■ **PROBLEM**
What is needed is every line of the material that contains "json".

■ **INFORMATION GIVEN**
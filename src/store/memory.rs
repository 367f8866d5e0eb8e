//! 内存存储（本地演示与测试）

use std::collections::{HashMap, HashSet};

use async_trait::async_trait;
use tokio::sync::RwLock;

use super::{EventStore, MessagePage, MessageStore, StoreError};
use crate::model::{Event, EventType, Message, Timestamp};

#[derive(Debug, Default)]
struct Inner {
    /// session_id -> 按时间戳升序的事件
    events: HashMap<String, Vec<Event>>,
    event_ids: HashSet<String>,
    /// session_id -> 按时间戳升序的消息
    messages: HashMap<String, Vec<Message>>,
    message_ids: HashSet<String>,
}

/// 内存事件/消息存储
#[derive(Debug, Default)]
pub struct InMemoryStore {
    inner: RwLock<Inner>,
}

impl InMemoryStore {
    pub fn new() -> Self {
        Self::default()
    }
}

#[async_trait]
impl EventStore for InMemoryStore {
    async fn append_event(&self, event: &Event) -> Result<(), StoreError> {
        let mut inner = self.inner.write().await;
        if !inner.event_ids.insert(event.id.clone()) {
            return Err(StoreError::Duplicate {
                kind: "event",
                id: event.id.clone(),
            });
        }
        let list = inner.events.entry(event.session_id.clone()).or_default();
        let pos = list.partition_point(|e| e.timestamp <= event.timestamp);
        list.insert(pos, event.clone());
        Ok(())
    }

    async fn session_events(&self, session_id: &str, limit: usize) -> Result<Vec<Event>, StoreError> {
        let inner = self.inner.read().await;
        Ok(inner
            .events
            .get(session_id)
            .map(|list| list.iter().take(limit).cloned().collect())
            .unwrap_or_default())
    }

    async fn events_after(
        &self,
        session_id: &str,
        after: Timestamp,
        limit: usize,
    ) -> Result<Vec<Event>, StoreError> {
        let inner = self.inner.read().await;
        let Some(list) = inner.events.get(session_id) else {
            return Ok(Vec::new());
        };
        let start = list.partition_point(|e| e.timestamp <= after);
        Ok(list[start..].iter().take(limit).cloned().collect())
    }

    async fn latest_finish_event(&self, session_id: &str) -> Result<Option<Event>, StoreError> {
        let inner = self.inner.read().await;
        Ok(inner.events.get(session_id).and_then(|list| {
            list.iter()
                .rev()
                .find(|e| e.event_type == EventType::Finish)
                .cloned()
        }))
    }

    async fn purge_events_before(&self, before: Timestamp) -> Result<u64, StoreError> {
        let mut inner = self.inner.write().await;
        let mut removed_ids = Vec::new();
        for list in inner.events.values_mut() {
            let cut = list.partition_point(|e| e.timestamp < before);
            removed_ids.extend(list.drain(..cut).map(|e| e.id));
        }
        inner.events.retain(|_, list| !list.is_empty());
        for id in &removed_ids {
            inner.event_ids.remove(id);
        }
        Ok(removed_ids.len() as u64)
    }
}

#[async_trait]
impl MessageStore for InMemoryStore {
    async fn append_message(&self, message: &Message) -> Result<(), StoreError> {
        let mut inner = self.inner.write().await;
        if !inner.message_ids.insert(message.id.clone()) {
            return Err(StoreError::Duplicate {
                kind: "message",
                id: message.id.clone(),
            });
        }
        let list = inner.messages.entry(message.session_id.clone()).or_default();
        let pos = list.partition_point(|m| m.timestamp <= message.timestamp);
        list.insert(pos, message.clone());
        Ok(())
    }

    async fn find_message(&self, session_id: &str, id: &str) -> Result<Option<Message>, StoreError> {
        let inner = self.inner.read().await;
        Ok(inner
            .messages
            .get(session_id)
            .and_then(|list| list.iter().find(|m| m.id == id).cloned()))
    }

    async fn last_message(&self, session_id: &str) -> Result<Option<Message>, StoreError> {
        let inner = self.inner.read().await;
        Ok(inner.messages.get(session_id).and_then(|list| list.last().cloned()))
    }

    async fn messages_page(
        &self,
        session_id: &str,
        page: &MessagePage,
        limit: usize,
    ) -> Result<Vec<Message>, StoreError> {
        let inner = self.inner.read().await;
        let Some(list) = inner.messages.get(session_id) else {
            return Ok(Vec::new());
        };

        let anchor = |id: &str| list.iter().find(|m| m.id == id).map(|m| m.timestamp);
        let recent = |end: usize| list[end.saturating_sub(limit)..end].to_vec();

        let page = match page {
            MessagePage::Recent => recent(list.len()),
            MessagePage::From(id) => match anchor(id) {
                Some(ts) => {
                    let start = list.partition_point(|m| m.timestamp < ts);
                    list[start..].iter().take(limit).cloned().collect()
                }
                None => recent(list.len()),
            },
            MessagePage::Before(id) => match anchor(id) {
                Some(ts) => recent(list.partition_point(|m| m.timestamp < ts)),
                None => recent(list.len()),
            },
        };
        Ok(page)
    }
}

#[cfg(test)]
mod tests {
    use super::*;
    use serde_json::json;

    async fn seed_messages(store: &InMemoryStore, n: usize) -> Vec<Message> {
        let mut out = Vec::new();
        for i in 0..n {
            let msg = Message::user("s1", out.last().map(|m: &Message| m.id.clone()), &format!("m{}", i));
            store.append_message(&msg).await.unwrap();
            out.push(msg);
        }
        out
    }

    #[tokio::test]
    async fn test_duplicate_message_id_rejected() {
        let store = InMemoryStore::new();
        let msg = Message::user("s1", None, "hi");
        store.append_message(&msg).await.unwrap();
        let err = store.append_message(&msg).await.unwrap_err();
        assert!(matches!(err, StoreError::Duplicate { kind: "message", .. }));
    }

    #[tokio::test]
    async fn test_message_pages() {
        let store = InMemoryStore::new();
        let msgs = seed_messages(&store, 6).await;
        let texts = |v: Vec<Message>| v.into_iter().map(|m| m.text()).collect::<Vec<_>>();

        let recent = store.messages_page("s1", &MessagePage::Recent, 2).await.unwrap();
        assert_eq!(texts(recent), vec!["m4", "m5"]);

        let from = store
            .messages_page("s1", &MessagePage::From(msgs[2].id.clone()), 2)
            .await
            .unwrap();
        assert_eq!(texts(from), vec!["m2", "m3"]);

        let before = store
            .messages_page("s1", &MessagePage::Before(msgs[3].id.clone()), 2)
            .await
            .unwrap();
        assert_eq!(texts(before), vec!["m1", "m2"]);

        let unknown = store
            .messages_page("s1", &MessagePage::Before("missing".into()), 3)
            .await
            .unwrap();
        assert_eq!(texts(unknown), vec!["m3", "m4", "m5"]);

        assert_eq!(store.last_message("s1").await.unwrap().unwrap().id, msgs[5].id);
        assert!(store.find_message("s1", &msgs[0].id).await.unwrap().is_some());
        assert!(store.find_message("s2", &msgs[0].id).await.unwrap().is_none());
    }

    #[tokio::test]
    async fn test_events_after_is_strict() {
        let store = InMemoryStore::new();
        let mut events = Vec::new();
        for i in 0..5 {
            let ev = Event::new("s1", EventType::Custom, json!({ "i": i }));
            store.append_event(&ev).await.unwrap();
            events.push(ev);
        }
        let after = store.events_after("s1", events[1].timestamp, 100).await.unwrap();
        assert_eq!(after.len(), 3);
        assert_eq!(after[0].id, events[2].id);

        let limited = store.events_after("s1", events[0].timestamp, 2).await.unwrap();
        assert_eq!(limited.len(), 2);
        assert!(store.events_after("nope", events[0].timestamp, 2).await.unwrap().is_empty());
    }

    #[tokio::test]
    async fn test_latest_finish_and_purge() {
        let store = InMemoryStore::new();
        let first = Event::new("s1", EventType::Finish, json!({"status": "success"}));
        store.append_event(&first).await.unwrap();
        let second = Event::new("s1", EventType::Finish, json!({"status": "stopped"}));
        store.append_event(&second).await.unwrap();
        store
            .append_event(&Event::new("s1", EventType::NodeStart, json!({})))
            .await
            .unwrap();

        let latest = store.latest_finish_event("s1").await.unwrap().unwrap();
        assert_eq!(latest.id, second.id);

        let removed = store.purge_events_before(second.timestamp).await.unwrap();
        assert_eq!(removed, 1);
        assert_eq!(store.session_events("s1", 100).await.unwrap().len(), 2);
    }
}
//! 流重建：执行帧 → 有序事件 + 完整消息

pub mod accumulator;
pub mod frame;
pub mod reconstructor;

pub use accumulator::Accumulator;
pub use frame::{Channel, Frame, MessageDelta, MessageFrame, MessageUnit, Namespace, StateUpdate, ToolCallChunk};
pub use reconstructor::StreamReconstructor;
use rusqlite::Connection;

use crate::error::Result;

pub const SCHEMA_VERSION: i64 = 1;

pub fn initialize(conn: &Connection) -> Result<()> {
    conn.execute_batch("PRAGMA journal_mode = WAL;")?;
    conn.pragma_update(None, "busy_timeout", 5000)?;

    conn.execute_batch(
        "
        CREATE TABLE IF NOT EXISTS metadata (
            key   TEXT PRIMARY KEY,
            value TEXT NOT NULL
        );

        CREATE TABLE IF NOT EXISTS storage (
            key        TEXT PRIMARY KEY,
            value      TEXT NOT NULL,
            updated_at TEXT NOT NULL DEFAULT (datetime('now'))
        );
        ",
    )?;

    conn.execute(
        "INSERT OR REPLACE INTO metadata (key, value) VALUES ('schema_version', ?1)",
        [SCHEMA_VERSION.to_string()],
    )?;

    Ok(())
}

pub fn get_schema_version(conn: &Connection) -> Result<Option<i64>> {
    let mut stmt = conn.prepare("SELECT value FROM metadata WHERE key = 'schema_version'")?;
    let version = stmt
        .query_row([], |row| {
            let v: String = row.get(0)?;
            Ok(v.parse::<i64>().unwrap_or(0))
        })
        .ok();
    Ok(version)
}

■ **ANSWER BELOW**
    use serde_json::json;
            let ev = Event::new("s1", EventType::Custom, json!({ "i": i }));
        let first = Event::new("s1", EventType::Finish, json!({"status": "success"}));
        let second = Event::new("s1", EventType::Finish, json!({"status": "stopped"}));
            .append_event(&Event::new("s1", EventType::NodeStart, json!({})))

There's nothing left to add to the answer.